El Instituto Español de Oceanografía (IEO, CSIC) acoge en su Centro Oceanográfico de Málaga, del 24 al 26 de marzo de 2026, la tercera reunión anual del proyecto europeo Marine Beacon, financiado por el programa Horizon Europe y coordinado por el Marine Institute irlandés. El encuentro reúne a investigadores y socios internacionales del consorcio para revisar los avances científicos, coordinar las próximas fases del proyecto y desarrollar actividades técnicas y de formación.
El programa de la reunión incluye presentaciones de los distintos paquetes de trabajo, sesiones de coordinación científica, un taller de impacto y formación especializada en metodologías innovadoras, como el análisis de riesgo EASI-Fish, impartida por el investigador australiano Shane Griffiths.
Marine Beacon (Grant Agreement No. 101135237 Horizon Europe, 2024-2028) tiene como objetivo mejorar el conocimiento sobre el impacto de la captura accidental (bycatch) en especies protegidas, amenazadas y en peligro. El proyecto desarrolla herramientas científicas y soluciones innovadoras para reducir la captura accidental y la mortalidad asociada, contribuyendo a unos océanos más saludables y a una pesca más sostenible.
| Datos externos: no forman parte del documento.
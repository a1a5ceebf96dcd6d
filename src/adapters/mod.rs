//! Adapters - Implementations of port interfaces.
//!
//! Adapters connect the domain to external systems:
//! - `ai` - Completion providers (OpenAI, mock)
//! - `http` - The axum chat endpoint
//! - `relay` - Clients of that endpoint (HTTP, mock)

pub mod ai;
pub mod http;
pub mod relay;
//! AI Provider Adapters.
//!
//! Implementations of the AIProvider port.
//!
//! ## Available Adapters
//!
//! - `OpenAIProvider` - OpenAI chat completions
//! - `MockAIProvider` - Configurable mock for testing

mod mock_provider;
mod openai_provider;

pub use mock_provider::{MockAIProvider, MockError, MockResponse};
pub use openai_provider::{translate_error, OpenAIConfig, OpenAIProvider};
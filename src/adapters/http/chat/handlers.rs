//! HTTP handlers for the chat relay endpoint.
//!
//! These handlers connect Axum routes to the relay command handler.

use std::sync::Arc;

use axum::extract::rejection::JsonRejection;
use axum::extract::{Json, State};
use axum::http::StatusCode;
use axum::response::{IntoResponse, Response};

use crate::application::handlers::{RelayChatCommand, RelayChatHandler, RelayFailure};

use super::dto::{ChatRequest, ChatResponse, ErrorResponse};

// ════════════════════════════════════════════════════════════════════════════════
// Application State
// ════════════════════════════════════════════════════════════════════════════════

/// Shared application state for chat handlers.
#[derive(Clone)]
pub struct ChatAppState {
    pub relay: Arc<RelayChatHandler>,
}

impl ChatAppState {
    pub fn new(relay: Arc<RelayChatHandler>) -> Self {
        Self { relay }
    }
}

// ════════════════════════════════════════════════════════════════════════════════
// POST /api/chat
// ════════════════════════════════════════════════════════════════════════════════

/// POST /api/chat - Relay a conversation and return one assistant reply.
///
/// # Errors
/// - 401 Unauthorized: provider rejected the credential
/// - 403 Forbidden: provider account restricted
/// - 429 Too Many Requests: rate limited or quota exceeded
/// - 500 Internal Server Error: not configured, malformed body, or unclassified failure
pub async fn post_chat(
    State(state): State<ChatAppState>,
    payload: Result<Json<ChatRequest>, JsonRejection>,
) -> Result<impl IntoResponse, ChatApiError> {
    let Json(request) = payload.map_err(|rejection| {
        tracing::warn!(error = %rejection.body_text(), "Rejected malformed chat request");
        ChatApiError(RelayFailure::unclassified(rejection.body_text()))
    })?;

    let command = RelayChatCommand::new(request.into_turns());
    let result = state.relay.handle(command).await?;

    Ok((
        StatusCode::OK,
        Json(ChatResponse {
            message: result.message,
        }),
    ))
}

/// GET /health - Liveness check.
pub async fn health() -> &'static str {
    "ok"
}

// ════════════════════════════════════════════════════════════════════════════════
// Error Handling
// ════════════════════════════════════════════════════════════════════════════════

/// API error type that converts relay failures to HTTP responses.
#[derive(Debug)]
pub struct ChatApiError(pub RelayFailure);

impl From<RelayFailure> for ChatApiError {
    fn from(failure: RelayFailure) -> Self {
        Self(failure)
    }
}

impl ChatApiError {
    pub fn status(&self) -> StatusCode {
        match self.0 {
            RelayFailure::NotConfigured => StatusCode::INTERNAL_SERVER_ERROR,
            RelayFailure::InvalidCredential => StatusCode::UNAUTHORIZED,
            RelayFailure::AccessForbidden => StatusCode::FORBIDDEN,
            RelayFailure::QuotaExceeded | RelayFailure::RateLimited => {
                StatusCode::TOO_MANY_REQUESTS
            }
            RelayFailure::Unclassified { .. } => StatusCode::INTERNAL_SERVER_ERROR,
        }
    }
}

impl IntoResponse for ChatApiError {
    fn into_response(self) -> Response {
        let status = self.status();
        (status, Json(ErrorResponse::from(&self.0))).into_response()
    }
}

#[cfg(test)]
mod tests {
    use super::*;

    #[test]
    fn failures_map_to_statuses() {
        let cases = [
            (RelayFailure::NotConfigured, StatusCode::INTERNAL_SERVER_ERROR),
            (RelayFailure::InvalidCredential, StatusCode::UNAUTHORIZED),
            (RelayFailure::AccessForbidden, StatusCode::FORBIDDEN),
            (RelayFailure::QuotaExceeded, StatusCode::TOO_MANY_REQUESTS),
            (RelayFailure::RateLimited, StatusCode::TOO_MANY_REQUESTS),
            (
                RelayFailure::unclassified("boom"),
                StatusCode::INTERNAL_SERVER_ERROR,
            ),
        ];

        for (failure, status) in cases {
            assert_eq!(ChatApiError(failure).status(), status);
        }
    }

    #[tokio::test]
    async fn health_returns_ok() {
        assert_eq!(health().await, "ok");
    }
}
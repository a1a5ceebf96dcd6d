//! HTTP ChatRelay - reaches the chat endpoint over the network.
//!
//! A non-success answer becomes `RelayError::Rejected`, carrying the body's
//! `error` text (or `HTTP error! status: <code>` when there is none) and its
//! `isConfigError` flag.

use async_trait::async_trait;
use reqwest::Client;
use std::time::Duration;

use crate::adapters::http::chat::{ChatRequest, ChatResponse, ErrorResponse};
use crate::domain::chat::Turn;
use crate::ports::{ChatRelay, RelayError};

/// Relay client for `POST {base_url}/api/chat`.
#[derive(Debug, Clone)]
pub struct HttpChatRelay {
    endpoint: String,
    client: Client,
}

impl HttpChatRelay {
    /// Creates a relay for the server at `base_url`.
    ///
    /// # Errors
    ///
    /// - `Transport` if the HTTP client cannot be built
    pub fn new(base_url: &str) -> Result<Self, RelayError> {
        Self::with_timeout(base_url, Duration::from_secs(120))
    }

    pub fn with_timeout(base_url: &str, timeout: Duration) -> Result<Self, RelayError> {
        let client = Client::builder()
            .timeout(timeout)
            .build()
            .map_err(|e| RelayError::Transport(format!("Failed to create HTTP client: {}", e)))?;

        Ok(Self {
            endpoint: format!("{}/api/chat", base_url.trim_end_matches('/')),
            client,
        })
    }

    pub fn endpoint(&self) -> &str {
        &self.endpoint
    }
}

/// Builds the client-side error for a non-success answer.
fn rejection(status: u16, body: &str) -> RelayError {
    let parsed: Option<ErrorResponse> = serde_json::from_str(body).ok();
    let is_config_error = parsed.as_ref().is_some_and(ErrorResponse::is_config_error);
    let message = parsed
        .and_then(|b| b.error)
        .filter(|e| !e.is_empty())
        .unwrap_or_else(|| format!("HTTP error! status: {}", status));

    RelayError::rejected(status, message, is_config_error)
}

#[async_trait]
impl ChatRelay for HttpChatRelay {
    async fn send(&self, turns: Vec<Turn>) -> Result<String, RelayError> {
        let response = self
            .client
            .post(&self.endpoint)
            .json(&ChatRequest::from_turns(turns))
            .send()
            .await
            .map_err(|e| RelayError::Transport(e.to_string()))?;

        let status = response.status();
        if !status.is_success() {
            let body = response.text().await.unwrap_or_default();
            tracing::debug!(status = status.as_u16(), "Chat endpoint rejected request");
            return Err(rejection(status.as_u16(), &body));
        }

        let body: ChatResponse = response
            .json()
            .await
            .map_err(|e| RelayError::Decode(e.to_string()))?;

        Ok(body.message)
    }
}
//! Mock ChatRelay for testing the conversation controller.
//!
//! Replies are consumed in order; once the queue is empty the relay echoes a
//! fixed acknowledgement. An optional gate holds every call open until the
//! test releases it, which makes the in-flight window observable.

use async_trait::async_trait;
use std::collections::VecDeque;
use std::sync::{Arc, Mutex, MutexGuard, PoisonError};
use tokio::sync::Notify;

use crate::domain::chat::Turn;
use crate::ports::{ChatRelay, RelayError};

/// Mock relay for testing.
#[derive(Debug, Clone, Default)]
pub struct MockChatRelay {
    replies: Arc<Mutex<VecDeque<Result<String, RelayError>>>>,
    calls: Arc<Mutex<Vec<Vec<Turn>>>>,
    gate: Option<Arc<Notify>>,
}

fn locked<T>(mutex: &Mutex<T>) -> MutexGuard<'_, T> {
    mutex.lock().unwrap_or_else(PoisonError::into_inner)
}

impl MockChatRelay {
    pub fn new() -> Self {
        Self::default()
    }

    /// Queues a successful reply.
    pub fn with_reply(self, message: impl Into<String>) -> Self {
        locked(&self.replies).push_back(Ok(message.into()));
        self
    }

    /// Queues a failure.
    pub fn with_error(self, error: RelayError) -> Self {
        locked(&self.replies).push_back(Err(error));
        self
    }

    /// Holds every call until the returned `Notify` is signalled with `notify_one`.
    pub fn gated(mut self) -> (Self, Arc<Notify>) {
        let gate = Arc::new(Notify::new());
        self.gate = Some(Arc::clone(&gate));
        (self, gate)
    }

    pub fn call_count(&self) -> usize {
        locked(&self.calls).len()
    }

    /// Histories received, one entry per call.
    pub fn get_calls(&self) -> Vec<Vec<Turn>> {
        locked(&self.calls).clone()
    }
}

#[async_trait]
impl ChatRelay for MockChatRelay {
    async fn send(&self, turns: Vec<Turn>) -> Result<String, RelayError> {
        locked(&self.calls).push(turns);

        if let Some(gate) = &self.gate {
            gate.notified().await;
        }

        locked(&self.replies)
            .pop_front()
            .unwrap_or_else(|| Ok("Noted.".to_string()))
    }
}

#[cfg(test)]
mod tests {
    use super::*;

    #[tokio::test]
    async fn replies_in_order_then_default() {
        let relay = MockChatRelay::new()
            .with_reply("First")
            .with_error(RelayError::Transport("refused".to_string()));

        assert_eq!(relay.send(vec![]).await.unwrap(), "First");
        assert!(relay.send(vec![]).await.is_err());
        assert_eq!(relay.send(vec![]).await.unwrap(), "Noted.");
        assert_eq!(relay.call_count(), 3);
    }

    #[tokio::test]
    async fn records_histories() {
        let relay = MockChatRelay::new();
        relay.send(vec![Turn::user("hi")]).await.unwrap();

        assert_eq!(relay.get_calls(), vec![vec![Turn::user("hi")]]);
    }
}
//! site-assistant server entry point.
//!
//! Startup order:
//! 1. Load and validate configuration.
//! 2. Initialise tracing (JSON in production, pretty otherwise).
//! 3. Build the OpenAI provider, if a key is configured.
//! 4. Serve the router with graceful shutdown.

use std::sync::Arc;

use tracing::{info, warn};
use tracing_subscriber::EnvFilter;

use site_assistant::adapters::ai::OpenAIProvider;
use site_assistant::adapters::http::{app_router, ChatAppState};
use site_assistant::application::handlers::RelayChatHandler;
use site_assistant::config::AppConfig;
use site_assistant::ports::AIProvider;

#[tokio::main]
async fn main() -> Result<(), Box<dyn std::error::Error>> {
    let config = AppConfig::load()?;

    let env_filter = EnvFilter::try_from_default_env()
        .or_else(|_| EnvFilter::try_new(&config.server.log_level))
        .unwrap_or_else(|_| EnvFilter::new("info"));
    let subscriber = tracing_subscriber::fmt()
        .with_env_filter(env_filter)
        .with_target(true);
    if config.is_production() {
        subscriber.json().init();
    } else {
        subscriber.init();
    }

    config.validate()?;
    info!(version = env!("CARGO_PKG_VERSION"), "site-assistant starting");

    let provider: Option<Arc<dyn AIProvider>> = match config.ai.openai_config() {
        Some(openai) => {
            let provider = OpenAIProvider::new(openai)?;
            let provider_info = provider.provider_info();
            info!(
                provider = %provider_info.name,
                model = %provider_info.model,
                max_context_tokens = provider_info.max_context_tokens,
                "AI provider ready"
            );
            Some(Arc::new(provider))
        }
        None => {
            warn!("OPENAI_API_KEY not set; chat requests will report a configuration error");
            None
        }
    };

    let handler = RelayChatHandler::new(provider, config.ai.completion_settings());
    let app = app_router(ChatAppState::new(Arc::new(handler)), &config.server);

    let addr = config.server.socket_addr()?;
    let listener = tokio::net::TcpListener::bind(addr).await?;
    info!(%addr, "HTTP server listening");

    axum::serve(listener, app)
        .with_graceful_shutdown(shutdown_signal())
        .await?;

    info!("site-assistant stopped");
    Ok(())
}

/// Resolves when SIGINT (Ctrl-C) or SIGTERM is received.
async fn shutdown_signal() {
    let ctrl_c = async {
        if let Err(e) = tokio::signal::ctrl_c().await {
            warn!(error = %e, "failed to install CTRL+C signal handler");
        }
    };

    #[cfg(unix)]
    let terminate = async {
        use tokio::signal::unix::{signal, SignalKind};
        match signal(SignalKind::terminate()) {
            Ok(mut s) => {
                s.recv().await;
            }
            Err(e) => warn!(error = %e, "failed to install SIGTERM handler"),
        }
    };

    #[cfg(not(unix))]
    let terminate = std::future::pending::<()>();

    tokio::select! {
        _ = ctrl_c => {}
        _ = terminate => {}
    }

    info!("shutdown signal received; starting graceful shutdown");
}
La iniciativa se articula a través de siete áreas de estudio distribuidas en el océano Atlántico, desde ecosistemas costeros hasta zonas oceánicas, abarcando distintas pesquerías, hábitats y especies vulnerables. El consorcio reúne a 21 socios de 9 países, incluyendo instituciones científicas, tecnológicas y del sector pesquero, y colabora con gestores, reguladores y otros proyectos europeos.
El IEO-CSIC, en colaboración con AZTI, lidera el estudio de caso en alta mar (high seas), centrado en el Atlántico tropical y subtropical, una de las principales zonas de pesca de túnidos a nivel mundial. En esta región operan flotas europeas e internacionales mediante artes como el cerco, el palangre y las redes de enmalle. A pesar de los avances en la monitorización y la mitigación del impacto pesquero, especies como tiburones y rayas siguen siendo especialmente vulnerables a la captura accidental, lo que representa un reto clave para la sostenibilidad de estas pesquerías.
Este trabajo permitirá evaluar la vulnerabilidad de estas especies y de sus hábitats esenciales, analizar la eficacia de las medidas de mitigación existentes y desarrollar nuevas soluciones. Entre ellas figura una herramienta integrada de gestión del bycatch, actualmente en desarrollo, aplicada a pesquerías de ICCAT. Se trata de una herramienta multiespecífica y multiobjetivo que integra dimensiones ecológicas, económicas y sociales, y que se está diseñando en colaboración con el sector pesquero para asegurar la coproducción de soluciones eficaces y aplicables en la gestión real de las pesquerías.
El equipo del IEO-CSIC ha incorporado a las doctorandas Lola Riesgo y Gloria Mariño, junto a la técnica Lola Lacambra, que participan activamente en la creación de las herramientas científicas clave del proyecto. «Más allá de los resultados técnicos, Marine Beacon se consolida como una plataforma de formación para la nueva generación de científicos europeos. Al atraer talento joven, el IEO-CSIC reafirma su compromiso con el desarrollo de investigadores capaces de liderar los futuros retos de la sostenibilidad y la gestión de los océanos», explica María José Juan Jordá, investigadora principal del proyecto en el IEO.
El proyecto contribuye directamente a los objetivos de la Estrategia de Biodiversidad de la Unión Europea 2030, que establece como prioridad reducir o eliminar la captura accidental de especies vulnerables en las pesquerías. Asimismo, se alinea con la Política Pesquera Común (PPC), que incorpora el enfoque ecosistémico de la gestión pesquera (EAFM), y con iniciativas como la Misión de la UE «Restore our Ocean and Waters», aportando conocimiento y herramientas para una gestión sostenible de los recursos marinos basada en ciencia.
«La captura accidental es una de las principales amenazas para muchas especies marinas vulnerables. Con Marine Beacon estamos desarrollando herramientas concretas para reducir este impacto y trabajar hacia una pesca más sostenible», concluye María José Juan Jordá.